Dysfunctional as today’s world may seem to many of us, it is working fairly well for those who are in power. They have a great deal invested in maintaining the “status quo”, and in making sure that whatever changes do happen don’t have any great effect on them. They also have a lot of resources to bring to bear on pursuing those ends, and a lot of avenues to go down before they run out of alternatives.

The other 80% of us, who are just along for the ride so to speak, still rely on industrial society for the necessities of life. We are hardly self sufficient at all, dependent on “the system” to a degree that is unprecedented in mankind’s history and prehistory. As unhappy as we may be with the way things are at present, it’s hard to imagine collapse without a certain amount of trepidation. Denial is a very common response to this situation.

Some of us, though, aren’t very good at denial. Even if we only follow the news on North American TV, which largely ignores the rest of the world, we’ve seen lots of disturbing events in the last year or two and it is hard not to wonder if they are leading up to something serious. Many people in the “collapse sphere” are predicting a major disturbance in the next few years, and some think that this will be the one that us takes down—all the way.

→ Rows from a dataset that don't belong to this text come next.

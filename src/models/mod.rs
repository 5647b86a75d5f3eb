use serde::{Deserialize, Serialize};

pub mod anime;
pub mod debug;
pub mod recommendation;

pub use anime::{AnimeRecord, RecordFile, NO_SYNOPSIS, UNKNOWN_TITLE};
pub use debug::{DebugSnapshot, RequestSnapshot, ResponseSnapshot, TokenUsage};
pub use recommendation::{Recommendation, RecommendationRequest};

// ============================================================================
// Chat Completion API Types
// ============================================================================

#[derive(Debug, Clone, Copy, Serialize, Deserialize, PartialEq, Eq)]
#[serde(rename_all = "lowercase")]
pub enum ChatRole {
    System,
    User,
    Assistant,
}

#[derive(Debug, Clone, Serialize, Deserialize, PartialEq)]
pub struct ChatMessage {
    pub role: ChatRole,
    pub content: String,
}

impl ChatMessage {
    pub fn system(content: impl Into<String>) -> Self {
        Self {
            role: ChatRole::System,
            content: content.into(),
        }
    }

    pub fn user(content: impl Into<String>) -> Self {
        Self {
            role: ChatRole::User,
            content: content.into(),
        }
    }
}

/// Body of POST /chat/completions
#[derive(Debug, Clone, Serialize, PartialEq)]
pub struct ChatCompletionRequest {
    pub model: String,
    pub messages: Vec<ChatMessage>,
    pub temperature: f32,
    pub max_tokens: u32,
}

/// Response from POST /chat/completions
#[derive(Debug, Clone, Default, Deserialize, PartialEq)]
pub struct ChatCompletionResponse {
    #[serde(default)]
    pub model: String,
    #[serde(default)]
    pub usage: Option<TokenUsage>,
    #[serde(default)]
    pub choices: Vec<ChatChoice>,
    /// Some providers report failures inside a 200 body
    #[serde(default)]
    pub error: Option<ApiErrorBody>,
}

impl ChatCompletionResponse {
    /// Content of the first choice, if any
    pub fn first_content(&self) -> Option<&str> {
        self.choices
            .first()
            .and_then(|choice| choice.message.content.as_deref())
    }
}

#[derive(Debug, Clone, Default, Deserialize, PartialEq)]
pub struct ChatChoice {
    #[serde(default)]
    pub message: ChoiceMessage,
    #[serde(default)]
    pub finish_reason: Option<String>,
}

#[derive(Debug, Clone, Default, Deserialize, PartialEq)]
pub struct ChoiceMessage {
    #[serde(default)]
    pub content: Option<String>,
}

#[derive(Debug, Clone, Deserialize, PartialEq)]
pub struct ApiErrorBody {
    #[serde(default)]
    pub message: String,
    #[serde(default)]
    pub code: Option<serde_json::Value>,
}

I definitely agree that something is about to happen, but I don’t think it is going be the last straw. Just one more step along the way.

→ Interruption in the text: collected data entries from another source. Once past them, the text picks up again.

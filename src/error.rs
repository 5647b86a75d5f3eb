use axum::{
    http::StatusCode,
    response::{IntoResponse, Response},
    Json,
};
use serde_json::json;

/// Application-level errors
#[derive(thiserror::Error, Debug)]
pub enum AppError {
    #[error("Configuration error: {0}")]
    Configuration(String),

    #[error("HTTP client error: {0}")]
    HttpClient(#[from] reqwest::Error),

    #[error("External API error: {0}")]
    ExternalApi(String),

    #[error("Data error: {0}")]
    Data(String),

    #[error("Scrape error: {0}")]
    Scrape(String),

    #[error("I/O error: {0}")]
    Io(#[from] std::io::Error),

    #[error("Serialization error: {0}")]
    Serialization(#[from] serde_json::Error),

    #[error("Not found: {0}")]
    NotFound(String),

    #[error("Invalid input: {0}")]
    InvalidInput(String),

    #[error("Internal server error: {0}")]
    Internal(String),
}

impl AppError {
    /// True for failures talking to a remote host (listing site or completion API)
    pub fn is_upstream(&self) -> bool {
        matches!(self, AppError::HttpClient(_) | AppError::ExternalApi(_))
    }
}

impl IntoResponse for AppError {
    fn into_response(self) -> Response {
        let (status, message) = match self {
            AppError::NotFound(msg) => (StatusCode::NOT_FOUND, msg),
            AppError::InvalidInput(msg) | AppError::Configuration(msg) => {
                (StatusCode::BAD_REQUEST, msg)
            }
            AppError::Data(msg) => (StatusCode::UNPROCESSABLE_ENTITY, msg),
            AppError::Io(_) | AppError::Serialization(_) | AppError::Internal(_) => {
                (StatusCode::INTERNAL_SERVER_ERROR, self.to_string())
            }
            AppError::ExternalApi(msg) => (StatusCode::BAD_GATEWAY, msg),
            AppError::HttpClient(_) | AppError::Scrape(_) => {
                (StatusCode::BAD_GATEWAY, self.to_string())
            }
        };

        let body = Json(json!({
            "error": message
        }));

        (status, body).into_response()
    }
}

pub type AppResult<T> = Result<T, AppError>;

#[cfg(test)]
mod tests {
    use super::*;

    #[test]
    fn test_upstream_classification() {
        assert!(AppError::ExternalApi("503".to_string()).is_upstream());
        assert!(!AppError::Data("bad json".to_string()).is_upstream());
        assert!(!AppError::Configuration("no key".to_string()).is_upstream());
    }

    #[test]
    fn test_status_mapping() {
        let response = AppError::InvalidInput("empty query".to_string()).into_response();
        assert_eq!(response.status(), StatusCode::BAD_REQUEST);

        let response = AppError::ExternalApi("down".to_string()).into_response();
        assert_eq!(response.status(), StatusCode::BAD_GATEWAY);

        let response = AppError::NotFound("no files".to_string()).into_response();
        assert_eq!(response.status(), StatusCode::NOT_FOUND);

        let response = AppError::Data("truncated file".to_string()).into_response();
        assert_eq!(response.status(), StatusCode::UNPROCESSABLE_ENTITY);
    }
}
use std::time::Duration;
use tokio::time::Instant;

/// Minimum-interval rate policy
///
/// `ready` completes immediately the first time and afterwards no sooner than
/// `interval` after the previous completion.
#[derive(Debug, Clone)]
pub struct MinInterval {
    interval: Duration,
    last: Option<Instant>,
}

impl MinInterval {
    pub fn new(interval: Duration) -> Self {
        Self {
            interval,
            last: None,
        }
    }

    pub fn interval(&self) -> Duration {
        self.interval
    }

    pub async fn ready(&mut self) {
        if let Some(last) = self.last {
            tokio::time::sleep_until(last + self.interval).await;
        }
        self.last = Some(Instant::now());
    }
}
use otakulens::{services::Collector, Config};

const PREVIEW_ENTRIES: usize = 3;
const PREVIEW_CHARS: usize = 100;

pub async fn run(config: &Config) -> anyhow::Result<()> {
    println!(
        "Starting to scrape {} anime data from {}...",
        config.season, config.listing_url
    );

    let collector = Collector::new(config)?;
    let collected = collector.collect().await?;

    println!(
        "Scraped {} anime entries. Data saved to {}",
        collected.records.len(),
        collected.path.display()
    );

    if !collected.records.is_empty() {
        println!("\nPreview of the first {} entries:", PREVIEW_ENTRIES);
        for (i, anime) in collected.records.iter().take(PREVIEW_ENTRIES).enumerate() {
            println!("\n{}. {}", i + 1, anime.title);
            println!("Synopsis: {}", preview(&anime.synopsis, PREVIEW_CHARS));
        }
    }

    Ok(())
}

fn preview(text: &str, limit: usize) -> String {
    match text.char_indices().nth(limit) {
        Some((cut, _)) => format!("{}...", &text[..cut]),
        None => text.to_string(),
    }
}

As always, I am directing this mainly to those who are not highly “collapse aware”, so a closer look at what’s going on and what this next big bump might look like would seem to be a good idea. And of course I am making generalizations in what follows. As always, things will vary a good bit between different areas and at different times, and all of this will affect people of the various social classes differently. Also beware that I am not an economist, just a layman who has been watching the field with keen interest for some time. What follows is a summary of what I have learned, in a field where there is lots of disagreement and where the experts themselves have been wrong again and again.

Despite all the optimistic talk about renewable energy, we are still dependent on fossil fuels for around 87% of our energy needs, and those needs are largely ones that cannot be met by anything other than fossil duels, especially oil. While it is true that fossil fuels are far from running out, the amount of surplus energy they deliver (the EROEI—”energy returned on energy invested”) has declined to the point where it no longer supports robust economic growth. Indeed, since the 1990s, real economic growth has largely stopped. What limited growth we are seeing is based on debt, rather than an abundance of surplus energy. And various adjustments to the way GDP is calculated have made the situation seem less serious that it really is.

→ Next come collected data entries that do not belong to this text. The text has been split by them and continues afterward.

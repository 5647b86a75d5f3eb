use axum::{
    body::Body,
    extract::Request,
    http::{HeaderMap, HeaderValue},
    middleware::Next,
    response::Response,
};
use uuid::Uuid;

/// HTTP header carrying the request ID
pub const REQUEST_ID_HEADER: &str = "x-request-id";

/// Per-request identifier stored in request extensions
#[derive(Clone, Copy, Debug, PartialEq, Eq)]
pub struct RequestId(pub Uuid);

impl RequestId {
    pub fn new() -> Self {
        Self(Uuid::new_v4())
    }

    /// Reuses a well-formed incoming `x-request-id`, otherwise generates one
    pub fn from_headers(headers: &HeaderMap) -> Self {
        headers
            .get(REQUEST_ID_HEADER)
            .and_then(|h| h.to_str().ok())
            .and_then(|s| Uuid::parse_str(s.trim()).ok())
            .map(RequestId)
            .unwrap_or_default()
    }
}

impl Default for RequestId {
    fn default() -> Self {
        Self::new()
    }
}

impl std::fmt::Display for RequestId {
    fn fmt(&self, f: &mut std::fmt::Formatter<'_>) -> std::fmt::Result {
        write!(f, "{}", self.0)
    }
}

/// Tags every request with a `RequestId` and echoes it in the response headers
pub async fn request_id_middleware(mut request: Request, next: Next) -> Response {
    let request_id = RequestId::from_headers(request.headers());
    request.extensions_mut().insert(request_id);

    let mut response = next.run(request).await;

    if let Ok(value) = HeaderValue::from_str(&request_id.to_string()) {
        response.headers_mut().insert(REQUEST_ID_HEADER, value);
    }

    response
}

/// Tracing span for the HTTP trace layer, labelled with the request ID
pub fn make_span_with_request_id(request: &Request<Body>) -> tracing::Span {
    let request_id = request
        .extensions()
        .get::<RequestId>()
        .map(|id| id.to_string())
        .unwrap_or_else(|| "unknown".to_string());

    tracing::info_span!(
        "http_request",
        method = %request.method(),
        uri = %request.uri(),
        request_id = %request_id,
    )
}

Because of the growth situation, investors looking for good returns on their money have been hard pressed to find any and so have turned to riskier investments, which has resulted in speculative bubbles and subsequent crashes. The thing about bubbles is they are based on trust. Trust in some sort of investment that in saner times would be recognized for the risky proposition it really is. But always there comes a day when the risk becomes obvious, people rush to get out, and the bubble crashes.

The dot com bubble was the first to burst in this century, and the real estate bubble in the US was the next, leading to the crash of 2008.

After 2008 many governments borrowed money to bailout financial institutions (banks) which were in danger of failing, since that failure would have had a very negative effect on the rest of the economy. To control the cost of that borrowing and stimulate the economy, they lowered interest rates. These low interest rates have made it possible to use debt as a temporary replacement for surplus energy as the driver of the economy. Unfortunately this is pretty inefficient—it takes several dollars of debt to create a dollar’s worth of growth, and the result has been debt increasing to totally unprecedented levels.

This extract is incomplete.